» Problem details:
Work out the number of lines in the records that include the word "message"; reply with that number alone.

» Extracted entries:
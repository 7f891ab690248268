//! Shared utility functions for provider adapters.

use sb_domain::config::AuthConfig;
use sb_domain::error::{Error, Result};

/// Convert a [`reqwest::Error`] into the domain [`Error`] type.
///
/// Timeout errors map to [`Error::Timeout`]; everything else maps to
/// [`Error::Http`].
pub(crate) fn from_reqwest(e: reqwest::Error) -> Error {
    if e.is_timeout() {
        Error::Timeout(e.to_string())
    } else {
        Error::Http(e.to_string())
    }
}

/// Map a non-success HTTP status onto the domain error taxonomy.
pub(crate) fn from_status(provider: &str, status: reqwest::StatusCode, body: &str) -> Error {
    let message = format!("{status}: {}", truncate(body, 400));
    match status.as_u16() {
        401 | 403 => Error::ProviderAuth(format!("{provider}: {message}")),
        429 => Error::RateLimited(format!("{provider}: {message}")),
        _ => Error::Provider {
            provider: provider.to_owned(),
            message,
        },
    }
}

/// Resolve the API key from an [`AuthConfig`], preferring the explicit
/// key over the env var.
pub fn resolve_api_key(auth: &AuthConfig) -> Result<String> {
    if let Some(ref key) = auth.key {
        tracing::warn!(
            "API key loaded from plaintext config field 'key' — prefer 'env' instead"
        );
        return Ok(key.clone());
    }
    if let Some(ref env_var) = auth.env {
        return std::env::var(env_var).map_err(|_| {
            Error::ProviderAuth(format!(
                "environment variable '{env_var}' not set or not valid UTF-8"
            ))
        });
    }
    Err(Error::ProviderAuth(
        "no API key configured: set 'key' or 'env' in the provider's auth config".into(),
    ))
}

pub(crate) fn truncate(s: &str, max: usize) -> &str {
    if s.len() <= max {
        s
    } else {
        let mut end = max;
        while end > 0 && !s.is_char_boundary(end) {
            end -= 1;
        }
        &s[..end]
    }
}

#[cfg(test)]
mod tests {
    use super::*;

    #[test]
    fn resolve_api_key_plaintext() {
        let auth = AuthConfig {
            key: Some("sk-test-123".into()),
            ..Default::default()
        };
        assert_eq!(resolve_api_key(&auth).unwrap(), "sk-test-123");
    }

    #[test]
    fn resolve_api_key_env_var() {
        let var_name = "SB_TEST_RESOLVE_ENV_KEY_1234";
        std::env::set_var(var_name, "env-secret-value");
        let auth = AuthConfig {
            env: Some(var_name.into()),
            ..Default::default()
        };
        assert_eq!(resolve_api_key(&auth).unwrap(), "env-secret-value");
        std::env::remove_var(var_name);
    }

    #[test]
    fn resolve_api_key_env_var_missing() {
        let auth = AuthConfig {
            env: Some("SB_TEST_NONEXISTENT_VAR_8888".into()),
            ..Default::default()
        };
        let err = resolve_api_key(&auth).unwrap_err();
        assert!(err.to_string().contains("SB_TEST_NONEXISTENT_VAR_8888"));
    }

    #[test]
    fn resolve_api_key_no_config() {
        let err = resolve_api_key(&AuthConfig::default()).unwrap_err();
        assert!(err.to_string().contains("no API key configured"));
    }

    #[test]
    fn status_mapping() {
        use reqwest::StatusCode;
        assert!(matches!(
            from_status("p", StatusCode::UNAUTHORIZED, "bad key"),
            Error::ProviderAuth(_)
        ));
        assert!(matches!(
            from_status("p", StatusCode::TOO_MANY_REQUESTS, "slow down"),
            Error::RateLimited(_)
        ));
        assert!(matches!(
            from_status("p", StatusCode::INTERNAL_SERVER_ERROR, "boom"),
            Error::Provider { .. }
        ));
    }

    #[test]
    fn truncate_respects_char_boundaries() {
        let s = "héllo wörld";
        let t = truncate(s, 2);
        assert!(t.len() <= 2);
        assert!(s.starts_with(t));
    }
}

» Response box:
4